En remontant vers la maison, près du jardin cubiste, nous croisâmes un nouvel invité, un chroniqueur mondain dont j’ai oublié le nom. Il avait un appareil photo et proposa de nous prendre tous les deux. Tonio refusa catégoriquement et me poussa au milieu des petits cubes sertis dans le triangle de la proue du navire. Puis il demanda au journaliste la permission de prendre lui-même la photo, comme s’il avait voulu graver l’image de cette jeune fille triste de la fin des années 20.

**********

Ce soir-là, c’était relâche pour les domestiques. Un buffet froid nous avait été préparé sur la pelouse et tout le personnel s’était éclipsé. Je crois me souvenir qu’il y avait un bal populaire en ville. J’avais décidé de mettre de côté mon désespoir pour cette ultime soirée, je voulais profiter de mes dernières heures auprès de Tonio, quitte à m’effondrer après son départ. Toujours fringuant, il arriva tard et quelque peu fébrile. Il venait de finir le chargement de sa voiture.

Les invités ne l’avaient pas attendus pour s’abreuver et les bouchons de champagne sautaient déjà à un rythme effréné depuis un moment. Je me souviens très précisément des dames, parées de leurs bijoux clinquants, riant à gorge déployée, des hommes, un cigare à la bouche, débattant fiévreusement de l’intérêt du beau dans l’art.

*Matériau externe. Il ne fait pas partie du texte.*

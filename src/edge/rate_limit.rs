use axum::{
    extract::{ConnectInfo, Request, State},
    http::HeaderMap,
    middleware::Next,
    response::Response,
};
use std::collections::HashMap;
use std::net::SocketAddr;
use std::sync::{Arc, Mutex};
use std::time::{Duration, Instant};
use tokio::sync::watch;
use tokio::task::JoinHandle;
use tracing::debug;

use super::{EdgeRejection, EdgeState};

#[derive(Debug, Clone, Copy)]
struct Window {
    started: Instant,
    count: u32,
}

/// Fixed-window request counter keyed by caller identity.
#[derive(Debug)]
pub struct FixedWindowLimiter {
    windows: Mutex<HashMap<String, Window>>,
    window: Duration,
    max_requests: u32,
}

impl FixedWindowLimiter {
    pub fn new(window: Duration, max_requests: u32) -> Self {
        Self {
            windows: Mutex::new(HashMap::new()),
            window,
            max_requests,
        }
    }

    /// Count one request. On excess, returns how long until the window resets.
    pub fn check(&self, key: &str, now: Instant) -> Result<u32, Duration> {
        let mut windows = self.windows.lock().unwrap_or_else(|e| e.into_inner());
        let entry = windows.entry(key.to_string()).or_insert(Window {
            started: now,
            count: 0,
        });
        if now.duration_since(entry.started) >= self.window {
            *entry = Window {
                started: now,
                count: 0,
            };
        }
        if entry.count >= self.max_requests {
            let retry_after = self.window.saturating_sub(now.duration_since(entry.started));
            return Err(retry_after);
        }
        entry.count += 1;
        Ok(self.max_requests - entry.count)
    }

    /// Forget windows that have already expired. Returns how many were removed.
    pub fn cleanup(&self, now: Instant) -> usize {
        let mut windows = self.windows.lock().unwrap_or_else(|e| e.into_inner());
        let before = windows.len();
        windows.retain(|_, w| now.duration_since(w.started) < self.window);
        before - windows.len()
    }

    pub fn tracked(&self) -> usize {
        self.windows.lock().unwrap_or_else(|e| e.into_inner()).len()
    }

    pub fn spawn_cleanup(self: Arc<Self>, mut shutdown: watch::Receiver<bool>) -> JoinHandle<()> {
        let every = self.window;
        tokio::spawn(async move {
            let mut ticker = tokio::time::interval(every);
            loop {
                tokio::select! {
                    _ = ticker.tick() => {
                        let removed = self.cleanup(Instant::now());
                        if removed > 0 {
                            debug!(removed, "Expired rate-limit windows cleaned up");
                        }
                    }
                    _ = shutdown.changed() => break,
                }
            }
        })
    }
}

/// The peer address, or with `trust_proxy` the first hop of
/// `x-forwarded-for` then `x-real-ip` when present.
pub fn caller_identity(headers: &HeaderMap, peer: Option<SocketAddr>, trust_proxy: bool) -> String {
    let forwarded = || {
        headers
            .get("x-forwarded-for")
            .and_then(|v| v.to_str().ok())
            .and_then(|v| v.split(',').next())
            .map(str::trim)
            .filter(|v| !v.is_empty())
            .or_else(|| {
                headers
                    .get("x-real-ip")
                    .and_then(|v| v.to_str().ok())
                    .map(str::trim)
                    .filter(|v| !v.is_empty())
            })
            .map(str::to_string)
    };
    trust_proxy
        .then(forwarded)
        .flatten()
        .or_else(|| peer.map(|addr| addr.ip().to_string()))
        .unwrap_or_else(|| "unknown".to_string())
}

pub async fn rate_limit(
    State(edge): State<EdgeState>,
    req: Request,
    next: Next,
) -> Result<Response, EdgeRejection> {
    let peer = req
        .extensions()
        .get::<ConnectInfo<SocketAddr>>()
        .map(|info| info.0);
    let caller = caller_identity(req.headers(), peer, edge.config.trust_proxy);

    match edge.limiter.check(&caller, Instant::now()) {
        Ok(_) => Ok(next.run(req).await),
        Err(retry_after) => {
            debug!(caller = %caller, "Rate limit exceeded");
            Err(EdgeRejection::RateLimited { retry_after })
        }
    }
}
use async_trait::async_trait;
use chrono::{DateTime, SecondsFormat, Utc};
use sqlx::sqlite::{SqlitePoolOptions, SqliteRow};
use sqlx::{migrate::MigrateDatabase, Row, SqlitePool};
use tracing::info;

use super::Store;
use crate::error::StoreError;
use crate::model::{
    BudgetThreshold, DeadLetter, EventRecord, Job, JobId, JobState, Notification,
    NotificationKind, RunRecord, RunStatus, SpendPeriod, Usage,
};

const JOB_COLUMNS: &str = "id, queue, job_type, payload, attempts_made, max_attempts, backoff, \
                           state, depth, run_at, last_error, created_at, updated_at";

/// SQLite-backed store shared by every process pointed at the same file
pub struct SqliteStore {
    pool: SqlitePool,
}

fn ts(at: DateTime<Utc>) -> String {
    // Fixed width so lexical order matches time order
    at.to_rfc3339_opts(SecondsFormat::Micros, true)
}

fn parse_ts(value: &str) -> Result<DateTime<Utc>, StoreError> {
    DateTime::parse_from_rfc3339(value)
        .map(|dt| dt.with_timezone(&Utc))
        .map_err(|e| StoreError::Corrupt(format!("timestamp '{value}': {e}")))
}

fn job_from_row(row: &SqliteRow) -> Result<Job, StoreError> {
    let state: String = row.try_get("state")?;
    let payload: String = row.try_get("payload")?;
    let backoff: String = row.try_get("backoff")?;
    let run_at: String = row.try_get("run_at")?;
    let created_at: String = row.try_get("created_at")?;
    let updated_at: String = row.try_get("updated_at")?;
    let attempts_made: i64 = row.try_get("attempts_made")?;
    let max_attempts: i64 = row.try_get("max_attempts")?;
    let depth: i64 = row.try_get("depth")?;

    Ok(Job {
        id: JobId(row.try_get("id")?),
        queue: row.try_get("queue")?,
        job_type: row.try_get("job_type")?,
        payload: serde_json::from_str(&payload)?,
        attempts_made: attempts_made as u32,
        max_attempts: max_attempts as u32,
        backoff: serde_json::from_str(&backoff)?,
        state: JobState::parse(&state)
            .ok_or_else(|| StoreError::Corrupt(format!("job state '{state}'")))?,
        depth: depth as u32,
        run_at: parse_ts(&run_at)?,
        last_error: row.try_get("last_error")?,
        created_at: parse_ts(&created_at)?,
        updated_at: parse_ts(&updated_at)?,
    })
}

fn period_from_row(row: &SqliteRow) -> Result<SpendPeriod, StoreError> {
    let alert_80: i64 = row.try_get("alert_80_sent")?;
    let alert_100: i64 = row.try_get("alert_100_sent")?;
    Ok(SpendPeriod {
        period: row.try_get("period")?,
        budget_limit: row.try_get("budget_limit")?,
        spent_amount: row.try_get("spent_amount")?,
        alert_80_sent: alert_80 != 0,
        alert_100_sent: alert_100 != 0,
    })
}
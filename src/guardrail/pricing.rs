use std::collections::BTreeMap;
use tracing::warn;

use crate::config::{BudgetConfig, ModelPrice};

#[derive(Debug, Clone, Copy, PartialEq, Eq)]
pub enum ModelTier {
    Primary,
    Fallback,
}

/// Fixed USD price per million units, by model name.
#[derive(Debug, Clone)]
pub struct PriceTable {
    prices: BTreeMap<String, ModelPrice>,
    primary_model: String,
    fallback_model: String,
}

impl PriceTable {
    pub fn from_config(config: &BudgetConfig) -> Self {
        Self {
            prices: config.prices.clone(),
            primary_model: config.primary_model.clone(),
            fallback_model: config.fallback_model.clone(),
        }
    }

    pub fn model_for(&self, tier: ModelTier) -> &str {
        match tier {
            ModelTier::Primary => &self.primary_model,
            ModelTier::Fallback => &self.fallback_model,
        }
    }

    /// Cost of one call. Unknown models are billed at the primary tier's
    /// price so they are never under-counted against the budget.
    pub fn cost(&self, model: &str, input_units: u64, output_units: u64) -> f64 {
        let price = match self.prices.get(model) {
            Some(price) => price,
            None => {
                warn!(model, "No price configured for model, billing at primary tier");
                match self.prices.get(&self.primary_model) {
                    Some(price) => price,
                    None => return 0.0,
                }
            }
        };
        (input_units as f64 * price.input_per_million
            + output_units as f64 * price.output_per_million)
            / 1_000_000.0
    }
}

Je proposai alors à Tonio d’aller faire quelques pas dans le parc. Lorsqu’il se tourna vers moi, une lueur étrange brillait dans ses yeux.

Il dit : « Perdóname »

Puis il sortit de son veston une arme à feu et tira en l’air.

La détonation me déchira les tympans, les convives crièrent de stupeur puis un grand silence se fit.